## Task brief
Look below. Copy each line that has "BoxedVaultBridge" in it.

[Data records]
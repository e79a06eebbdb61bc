//! # Vault Index Store
//!
//! Paginated, filtered, searchable projection of vault items.
//!
//! ## Staleness protocol
//!
//! Backend completions arrive unordered and cannot be cancelled, so the
//! store mints a *request epoch* for every full reload: an increment of
//! a monotonic counter, captured at issue time and compared at
//! completion time. A completion whose epoch no longer matches is
//! discarded wholesale — it must not touch the item list and must not
//! clear `is_loading`, because a newer call owns both by then. The lock
//! transition bumps the epoch for the same reason: anything in flight at
//! lock time resolves into the void.
//!
//! `load_more` extends the current page family and therefore does *not*
//! mint an epoch; it captures the current one and discards its page if
//! any reload (or lock) moved the counter while it was in flight.
//!
//! Filter and search changes do not reload directly: they schedule a
//! debounced reload so a burst of keystrokes collapses into one query
//! using only the final filter combination.

use keywarden_core::{ItemId, Observable, Watcher};
use parking_lot::Mutex;
use std::collections::HashMap;
use std::sync::atomic::{AtomicU64, Ordering};
use std::sync::Arc;
use std::time::Duration;

use crate::bridge::{BoxedVaultBridge, BridgeError, VaultBridge};
use crate::stores::session::SessionGate;
use crate::stores::tags::TagIndexStore;
use crate::views::{VaultItemDetail, VaultItemOverview};

/// Items fetched per page.
pub const PAGE_SIZE: usize = 50;

/// Quiet period after a filter/search change before reloading.
pub const RELOAD_DEBOUNCE: Duration = Duration::from_millis(150);

/// Observable state of the item index.
#[derive(Debug, Clone, Default, PartialEq)]
pub struct ItemIndexState {
    /// Current page(s) of overview projections
    pub items: Vec<VaultItemOverview>,
    /// Whether a search call is outstanding
    pub is_loading: bool,
    /// Whether another page may exist
    pub has_more: bool,
    /// Offset of the next page
    pub offset: usize,
    /// Vault-wide item count, unfiltered
    pub total_count: u64,
    /// Vault-wide favorites count
    pub favorites_count: u64,
    /// Current search text
    pub query: String,
    /// Selected tag display name
    pub tag_filter: Option<String>,
    /// Selected category
    pub category_filter: Option<String>,
    /// Last transient query error, cleared on the next reload
    pub last_error: Option<String>,
}

struct VaultIndexInner {
    bridge: BoxedVaultBridge,
    gate: SessionGate,
    tags: TagIndexStore,
    state: Observable<ItemIndexState>,
    /// Request epoch; see the module docs.
    epoch: AtomicU64,
    /// Debounce generation for scheduled reloads.
    reload_generation: AtomicU64,
    /// Details fetched so far, by item id. Evicted on lock.
    details: Mutex<HashMap<ItemId, VaultItemDetail>>,
    page_size: usize,
}

/// Reactive store over [`ItemIndexState`].
#[derive(Clone)]
pub struct VaultIndexStore {
    inner: Arc<VaultIndexInner>,
}

impl VaultIndexStore {
    /// Create an empty index bound to a gate and a tag index.
    pub fn new(bridge: BoxedVaultBridge, gate: SessionGate, tags: TagIndexStore) -> Self {
        Self::with_page_size(bridge, gate, tags, PAGE_SIZE)
    }

    /// Create an index with a custom page size.
    pub fn with_page_size(
        bridge: BoxedVaultBridge,
        gate: SessionGate,
        tags: TagIndexStore,
        page_size: usize,
    ) -> Self {
        Self {
            inner: Arc::new(VaultIndexInner {
                bridge,
                gate,
                tags,
                state: Observable::new(ItemIndexState::default()),
                epoch: AtomicU64::new(0),
                reload_generation: AtomicU64::new(0),
                details: Mutex::new(HashMap::new()),
                page_size,
            }),
        }
    }

    /// Clone out the current state.
    pub fn state(&self) -> ItemIndexState {
        self.inner.state.get()
    }

    /// Watch index-state changes.
    pub fn watch(&self) -> Watcher<ItemIndexState> {
        self.inner.state.watch()
    }

    /// Current request epoch (diagnostic).
    pub fn epoch(&self) -> u64 {
        self.inner.epoch.load(Ordering::Acquire)
    }

    // =========================================================================
    // Filter triggers
    // =========================================================================

    /// Set the search text and schedule a debounced reload.
    pub fn set_query(&self, query: impl Into<String>) {
        let query = query.into();
        self.inner.state.mutate(|s| s.query = query);
        self.request_reload();
    }

    /// Set or clear the tag filter (by display name) and schedule a
    /// debounced reload.
    pub fn set_tag_filter(&self, tag: Option<String>) {
        self.inner.state.mutate(|s| s.tag_filter = tag);
        self.request_reload();
    }

    /// Set or clear the category filter and schedule a debounced reload.
    pub fn set_category_filter(&self, category: Option<String>) {
        self.inner.state.mutate(|s| s.category_filter = category);
        self.request_reload();
    }

    /// Schedule a debounced full reload.
    ///
    /// Rapid successive calls collapse into a single reload that runs
    /// [`RELOAD_DEBOUNCE`] after the last one, reading whatever filters
    /// are current at that point.
    pub fn request_reload(&self) {
        let generation = self.inner.reload_generation.fetch_add(1, Ordering::AcqRel) + 1;
        let store = self.clone();
        tokio::spawn(async move {
            tokio::time::sleep(RELOAD_DEBOUNCE).await;
            if store.inner.reload_generation.load(Ordering::Acquire) != generation {
                return;
            }
            store.load_items().await;
        });
    }

    // =========================================================================
    // Loading
    // =========================================================================

    /// Run a full reload from offset 0 under a fresh epoch.
    pub async fn load_items(&self) {
        if self.inner.gate.is_locked() {
            self.inner.state.mutate(|s| {
                s.items.clear();
                s.is_loading = false;
                s.has_more = false;
                s.offset = 0;
            });
            return;
        }

        let epoch = self.inner.epoch.fetch_add(1, Ordering::AcqRel) + 1;
        let (query, tag_name, category) = self.inner.state.mutate(|s| {
            s.is_loading = true;
            s.offset = 0;
            s.last_error = None;
            (s.query.clone(), s.tag_filter.clone(), s.category_filter.clone())
        });

        // Unknown tag names degrade to "no tag filter".
        let tag_id = tag_name.as_deref().and_then(|n| self.inner.tags.tag_id_by_name(n));

        let result = self
            .inner
            .bridge
            .search_password_items(&query, tag_id, category.as_deref(), self.inner.page_size, 0)
            .await;

        // A newer reload (or a lock) supersedes this completion entirely;
        // the newer owner manages is_loading.
        if self.epoch() != epoch {
            return;
        }

        match result {
            Ok(page) => {
                let counts = self.fetch_counts().await;
                if self.epoch() != epoch {
                    return;
                }
                self.inner.state.mutate(|s| {
                    s.has_more = page.len() == self.inner.page_size;
                    s.offset = page.len();
                    s.items = page;
                    if let Some((total, favorites)) = counts {
                        s.total_count = total;
                        s.favorites_count = favorites;
                    }
                    s.is_loading = false;
                });
            }
            Err(err) => {
                tracing::warn!(error = %err, "item search failed, keeping previous list");
                self.inner.state.mutate(|s| {
                    s.is_loading = false;
                    s.last_error = Some(err.to_string());
                });
            }
        }
    }

    /// Fetch the next page under the current epoch.
    ///
    /// No-op while loading, when no further page exists, or when locked.
    /// If a full reload happened while the page was in flight, the page
    /// is discarded without touching state.
    pub async fn load_more(&self) {
        if self.inner.gate.is_locked() {
            return;
        }
        if self.inner.state.read(|s| s.is_loading || !s.has_more) {
            return;
        }

        let epoch = self.epoch();
        let (query, tag_name, category, offset) = self.inner.state.mutate(|s| {
            s.is_loading = true;
            (
                s.query.clone(),
                s.tag_filter.clone(),
                s.category_filter.clone(),
                s.offset,
            )
        });

        let tag_id = tag_name.as_deref().and_then(|n| self.inner.tags.tag_id_by_name(n));

        let result = self
            .inner
            .bridge
            .search_password_items(
                &query,
                tag_id,
                category.as_deref(),
                self.inner.page_size,
                offset,
            )
            .await;

        if self.epoch() != epoch {
            return;
        }

        match result {
            Ok(page) => {
                self.inner.state.mutate(|s| {
                    s.has_more = page.len() == self.inner.page_size;
                    s.offset += page.len();
                    s.items.extend(page);
                    s.is_loading = false;
                });
            }
            Err(err) => {
                tracing::warn!(error = %err, "page fetch failed, keeping previous list");
                self.inner.state.mutate(|s| {
                    s.is_loading = false;
                    s.last_error = Some(err.to_string());
                });
            }
        }
    }

    // =========================================================================
    // Details
    // =========================================================================

    /// Fetch the full record for an item.
    ///
    /// Cached details are served without a backend call. A fresh fetch
    /// is cached and its narrowed overview written back into the list in
    /// place, so list renders stay consistent with the opened item.
    pub async fn item_details(&self, id: ItemId) -> Result<VaultItemDetail, BridgeError> {
        if self.inner.gate.is_locked() {
            return Err(BridgeError::new("get_password_item_by_id", "vault is locked"));
        }
        if let Some(cached) = self.inner.details.lock().get(&id).cloned() {
            return Ok(cached);
        }

        let detail = self
            .inner
            .bridge
            .get_password_item_by_id(id)
            .await?
            .ok_or_else(|| {
                BridgeError::new("get_password_item_by_id", format!("{id} not found"))
            })?;

        // A lock while the fetch was in flight wins; drop the result.
        if self.inner.gate.is_locked() {
            return Err(BridgeError::new("get_password_item_by_id", "vault is locked"));
        }

        self.inner.details.lock().insert(id, detail.clone());
        let overview = detail.to_overview();
        self.inner.state.mutate(|s| {
            if let Some(slot) = s.items.iter_mut().find(|item| item.id == id) {
                *slot = overview;
            }
        });
        Ok(detail)
    }

    // =========================================================================
    // Lock handling
    // =========================================================================

    /// Synchronous wipe on the lock transition.
    ///
    /// Clears items, counts, the detail cache, and pagination state, and
    /// strands every in-flight completion by moving the epoch. Filters
    /// and search text are left alone; whether to clear them is a UI
    /// preference, not index state.
    pub fn clear_for_lock(&self) {
        self.inner.epoch.fetch_add(1, Ordering::AcqRel);
        self.inner.reload_generation.fetch_add(1, Ordering::AcqRel);
        self.inner.details.lock().clear();
        self.inner.state.mutate(|s| {
            s.items.clear();
            s.is_loading = false;
            s.has_more = false;
            s.offset = 0;
            s.total_count = 0;
            s.favorites_count = 0;
            s.last_error = None;
        });
    }

    async fn fetch_counts(&self) -> Option<(u64, u64)> {
        let total = self.inner.bridge.get_total_items_count().await;
        let favorites = self.inner.bridge.get_favorites_count().await;
        match (total, favorites) {
            (Ok(total), Ok(favorites)) => Some((total, favorites)),
            (total, favorites) => {
                for err in [total.err(), favorites.err()].into_iter().flatten() {
                    tracing::warn!(error = %err, "count refresh failed, keeping previous counts");
                }
                None
            }
        }
    }
}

## Output of the exercise
use crate::bridge::{BoxedVaultBridge, BridgeError, VaultBridge};
    bridge: BoxedVaultBridge,
    pub fn new(bridge: BoxedVaultBridge, gate: SessionGate, tags: TagIndexStore) -> Self {
        bridge: BoxedVaultBridge,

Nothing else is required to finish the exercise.